Kayo Ume’s Innocents on Street Corners

After school, the photographer joined schoolboys' games, letting the viewer experience euphoria through immersion in a group of friends.

16.02.2021

WordsMarie-Charlotte Burat

“Danshi” 2000-2002 © Kayo Ume

The bell rings: school is over. It’s the end of a hard day’s work before returning to the calm of the family nest. In this moment of respite spent with friends on the way home, anything goes. On this euphoric journey, the children crossed paths with Kayo Ume, armed with her camera.

A graduate of the Japan Institute of Photography and Film, this artist who hails from Ishikawa Prefecture captures the moments of humour and lightness in these children’s everyday lives. Born in 1981, she created her series Danshi (young man) in 2000, just as she was starting her career. It comprises spontaneous photographs of schoolboys in Osaka, who are amused by the slightest thing and to whom laughing comes as naturally as breathing, letting Kayo Ume get involved in their games and present them to the viewer.

 

Jubilance of youth

Funny faces. Tongues sticking out. Crossed eyes. Sweets stuck up noses. Everything is an opportunity to make friends laugh. Among these contorted faces, a radiant, toothy grin, sparkling with joy, punctuates the images. Alone or in a group, the schoolboys put on a show. Through acrobatic feats and staged falls, they expend an energy that’s characteristic of freedom. This is better than playtime. In a blend of fatigue and relaxation, jokes come thick and fast and jubilation follows. These are moments of closeness that forge friendships. Together, they are invisible. The viewer, like the photographer, is the active witness to this over-the-top behaviour, and laughs with them without ever casting a mocking glance.

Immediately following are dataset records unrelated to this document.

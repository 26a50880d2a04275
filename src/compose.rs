//! Profile composition.
//!
//! Layers, lowest priority first:
//!
//! ```text
//! base-config.xml
//!        ↑ default fragments (extruder, quality, infill, raft, supports, temperature)
//!        ↑ {"profile": {"_attributes": {"name": <name>}}}
//!        ↑ selected fragments, in manifest order
//!        ↑ extra fragments, in caller order
//! ```
//!
//! All layers merge with [`ArrayMerge::Positional`], then the temperature
//! controller list is folded back into one entry per controller name.

use serde_json::{Map, Value, json};

use crate::catalog::FragmentCatalog;
use crate::error::ProfileGenError;
use crate::merge::{ArrayMerge, merge_into};
use crate::xml::ATTRIBUTES_KEY;

pub const ROOT_ELEMENT: &str = "profile";
pub const TEMPERATURE_CONTROLLER: &str = "temperatureController";
pub const PRIMARY_EXTRUDER: &str = "Primary Extruder";
pub const HEATED_BED: &str = "Heated Bed";

/// Controller names kept after folding, in output order.
pub const CONTROLLER_NAMES: [&str; 2] = [PRIMARY_EXTRUDER, HEATED_BED];

pub struct Composer<'a> {
    catalog: &'a FragmentCatalog,
}

impl<'a> Composer<'a> {
    pub fn new(catalog: &'a FragmentCatalog) -> Self {
        Self { catalog }
    }

    /// The base config with every default fragment merged on top.
    ///
    /// Recomputed on each call; the files are re-read every time.
    pub fn load_defaults(&self) -> Result<Value, ProfileGenError> {
        let mut profile = self.catalog.load_base_config()?;
        for path in self.catalog.defaults() {
            let fragment = self.catalog.load_fragment(path)?;
            tracing::debug!(fragment = %path, "merging default fragment");
            merge_into(&mut profile, fragment, ArrayMerge::Positional);
        }
        Ok(profile)
    }

    /// Compose a named profile from `fragment_paths` then `extra_paths`.
    pub fn compose(
        &self,
        name: &str,
        fragment_paths: &[String],
        extra_paths: &[String],
    ) -> Result<Value, ProfileGenError> {
        let mut profile = self.load_defaults()?;
        merge_into(&mut profile, name_layer(name), ArrayMerge::Positional);

        for path in fragment_paths.iter().chain(extra_paths) {
            let fragment = self.catalog.load_fragment(path)?;
            tracing::debug!(profile = name, fragment = %path, "merging fragment");
            merge_into(&mut profile, fragment, ArrayMerge::Positional);
        }

        fold_temperature_controllers(&mut profile);
        Ok(profile)
    }
}

fn name_layer(name: &str) -> Value {
    json!({ ROOT_ELEMENT: { ATTRIBUTES_KEY: { "name": name } } })
}

/// Collapse the temperature controller list to exactly one entry per
/// controller name, `[Primary Extruder, Heated Bed]`.
///
/// Entries sharing a name fold left to right, later fields overriding
/// earlier ones. A name with no entries at all becomes an empty object.
/// Does nothing if the profile has no root element object.
pub fn fold_temperature_controllers(profile: &mut Value) {
    let Some(root) = profile.get_mut(ROOT_ELEMENT).and_then(Value::as_object_mut) else {
        return;
    };

    let entries = match root.get_mut(TEMPERATURE_CONTROLLER).map(Value::take) {
        Some(Value::Array(entries)) => entries,
        Some(Value::Null) | None => Vec::new(),
        Some(single) => vec![single],
    };

    let folded: Vec<Value> = CONTROLLER_NAMES
        .iter()
        .map(|&target| {
            let mut merged = Value::Object(Map::new());
            let mut found = false;
            for entry in entries.iter().filter(|e| controller_name(e) == Some(target)) {
                merge_into(&mut merged, entry.clone(), ArrayMerge::Positional);
                found = true;
            }
            if !found {
                tracing::warn!(
                    controller = target,
                    "no temperature settings found, emitting an empty controller"
                );
            }
            merged
        })
        .collect();

    root.insert(TEMPERATURE_CONTROLLER.into(), Value::Array(folded));
}

fn controller_name(entry: &Value) -> Option<&str> {
    entry.get(ATTRIBUTES_KEY)?.get("name")?.as_str()
}

#[cfg(test)]
mod tests {
    use super::*;
    use crate::fixtures::test::FragmentTree;
    use crate::merge::deep_merge;

    fn controllers(profile: &Value) -> &Vec<Value> {
        profile[ROOT_ELEMENT][TEMPERATURE_CONTROLLER].as_array().unwrap()
    }

    fn strings(items: &[&str]) -> Vec<String> {
        items.iter().map(|s| s.to_string()).collect()
    }

    #[test]
    fn same_named_entries_fold_later_wins() {
        let merged = deep_merge(
            json!({"profile": {"temperatureController": [
                {"_attributes": {"name": "Primary Extruder"}, "setting": 200}
            ]}}),
            json!({"profile": {"temperatureController": [
                {"_attributes": {"name": "Primary Extruder"}, "setting": 210}
            ]}}),
            ArrayMerge::Positional,
        );
        let mut profile = merged;
        fold_temperature_controllers(&mut profile);

        let list = controllers(&profile);
        assert_eq!(list.len(), 2);
        assert_eq!(list[0]["_attributes"]["name"], PRIMARY_EXTRUDER);
        assert_eq!(list[0]["setting"], 210);
    }

    #[test]
    fn duplicates_beyond_positional_overlap_fold_together() {
        let mut profile = json!({"profile": {"temperatureController": [
            {"_attributes": {"name": "Heated Bed"}, "a": "1", "b": "1"},
            {"_attributes": {"name": "Primary Extruder"}, "a": "2"},
            {"_attributes": {"name": "Heated Bed"}, "b": "3"}
        ]}});
        fold_temperature_controllers(&mut profile);

        let list = controllers(&profile);
        assert_eq!(list.len(), 2);
        assert_eq!(list[0]["_attributes"]["name"], PRIMARY_EXTRUDER);
        assert_eq!(list[1]["_attributes"]["name"], HEATED_BED);
        assert_eq!(list[1]["a"], "1");
        assert_eq!(list[1]["b"], "3");
    }

    #[test]
    fn single_object_controller_is_folded() {
        let mut profile = json!({"profile": {"temperatureController":
            {"_attributes": {"name": "Heated Bed"}, "t": "60"}
        }});
        fold_temperature_controllers(&mut profile);
        let list = controllers(&profile);
        assert_eq!(list[0], json!({}));
        assert_eq!(list[1]["t"], "60");
    }

    #[test]
    fn missing_controllers_become_empty_entries() {
        let mut profile = json!({"profile": {"layerHeight": "0.2"}});
        fold_temperature_controllers(&mut profile);
        assert_eq!(controllers(&profile), &vec![json!({}), json!({})]);
    }

    #[test]
    fn defaults_layer_base_and_default_fragments() {
        let tree = FragmentTree::standard();
        let catalog = tree.catalog();
        let defaults = Composer::new(&catalog).load_defaults().unwrap();

        assert_eq!(defaults["profile"]["_attributes"]["name"], "Base");
        assert_eq!(defaults["profile"]["layerHeight"]["_text"], "0.25");
        assert_eq!(defaults["profile"]["infillPercentage"]["_text"], "15");
        assert_eq!(defaults["profile"]["extruder"]["width"]["_text"], "0.48");
        assert_eq!(defaults["profile"]["useRaft"]["_text"], "0");
    }

    #[test]
    fn missing_default_fragment_fails() {
        let tree = FragmentTree::standard();
        tree.remove("raft/default-raft.json");
        let catalog = tree.catalog();
        let err = Composer::new(&catalog).load_defaults().unwrap_err();
        assert!(matches!(err, ProfileGenError::FragmentNotFound { .. }));
    }

    #[test]
    fn compose_applies_name_then_fragments_in_order() {
        let tree = FragmentTree::standard();
        let catalog = tree.catalog();
        let profile = Composer::new(&catalog)
            .compose(
                "machineA-nozzle4-fine-pla",
                &strings(&[
                    "machine/machineA",
                    "extruder/nozzle4.json",
                    "quality/fine.json",
                    "material/pla.json",
                ]),
                &[],
            )
            .unwrap();

        let root = &profile["profile"];
        assert_eq!(root["_attributes"]["name"], "machineA-nozzle4-fine-pla");
        assert_eq!(root["_attributes"]["version"], "2024-01-01");
        assert_eq!(root["layerHeight"]["_text"], "0.1");
        assert_eq!(root["extruder"]["width"]["_text"], "0.45");
        assert_eq!(root["bedSize"]["_text"], "200");

        let list = controllers(&profile);
        assert_eq!(list.len(), 2);
        assert_eq!(list[0]["_attributes"]["name"], PRIMARY_EXTRUDER);
        assert_eq!(list[0]["setpoint"]["_attributes"]["temperature"], "210");
        assert_eq!(list[0]["stabilizeAtStartup"]["_text"], "1");
        assert_eq!(list[1]["_attributes"]["name"], HEATED_BED);
        assert_eq!(list[1]["setpoint"]["_attributes"]["temperature"], "60");
    }

    #[test]
    fn single_controller_fragment_keeps_other_controllers() {
        let tree = FragmentTree::standard();
        tree.write(
            "material/pla.json",
            r#"{"profile": {"temperatureController":
                {"_attributes": {"name": "Primary Extruder"},
                 "setpoint": {"_attributes": {"layer": "1", "temperature": "215"}}}
            }}"#,
        );
        let catalog = tree.catalog();
        let profile = Composer::new(&catalog)
            .compose("p", &strings(&["material/pla.json"]), &[])
            .unwrap();

        let list = controllers(&profile);
        assert_eq!(list.len(), 2);
        assert_eq!(list[0]["setpoint"]["_attributes"]["temperature"], "215");
        assert_eq!(list[0]["temperatureNumber"]["_text"], "0");
        assert_eq!(list[1]["_attributes"]["name"], HEATED_BED);
        assert_eq!(list[1]["setpoint"]["_attributes"]["temperature"], "60");
        assert_eq!(list[1]["stabilizeAtStartup"]["_text"], "1");
    }

    #[test]
    fn extra_fragments_override_selected_ones() {
        let tree = FragmentTree::standard();
        tree.write(
            "overrides/tall.json",
            r#"{"profile": {"layerHeight": {"_text": "0.35"}}}"#,
        );
        let catalog = tree.catalog();
        let profile = Composer::new(&catalog)
            .compose(
                "p",
                &strings(&["quality/fine.json"]),
                &strings(&["overrides/tall.json"]),
            )
            .unwrap();
        assert_eq!(profile["profile"]["layerHeight"]["_text"], "0.35");
    }

    #[test]
    fn empty_extras_match_omitted_extras() {
        let tree = FragmentTree::standard();
        let catalog = tree.catalog();
        let composer = Composer::new(&catalog);
        let selected = strings(&["machine/machineA", "quality/ok.json"]);

        let with_empty = composer.compose("p", &selected, &[]).unwrap();
        let chained = composer.compose("p", &[], &selected).unwrap();
        assert_eq!(with_empty, chained);
    }

    #[test]
    fn missing_selected_fragment_fails() {
        let tree = FragmentTree::standard();
        let catalog = tree.catalog();
        let err = Composer::new(&catalog)
            .compose("p", &strings(&["machine/unknown"]), &[])
            .unwrap_err();
        assert!(err.is_fragment_load());
    }
}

The absurdity seen here acts as a response to the obligations and constraints of everyday life like a scale bringing itself into balance.

Being a street photographer, Kayo Ume relies on spontaneity. ‘Every day, I observe different people in different cities.’ She is always ready to point her camera at scenes that call out to her, knowing she has to be quick as there will be no second chance. During her regular journeys, Kayo Ume had already picked up on the energy given off by these children before taking her photographs. Sometimes forsaking composition in favour of immediacy, the photos exude this magic of a well-timed moment, and vibrate with bursts of laughter. ‘I like phenomena that occur spontaneously because staged images look so false sometimes’, the artist explains. ‘I found it cool that boys around nine years of age had a level of intensity that adults don’t have. I admire them too for having said and done ridiculous things in a serious way.’

 

Dissecting group dynamics

In a blend of sociology and humour, Kayo Ume’s photographs present an image of everyday life that’s peppered with encounters and playfulness, a creative carelessness that the artist holds dear. Taking a specific group in which she gets involved, in this case schoolboys, as a model, the photographer gives the viewer a very precise insight into their habits and the social codes that implicitly connect friendship groups and cement relationships.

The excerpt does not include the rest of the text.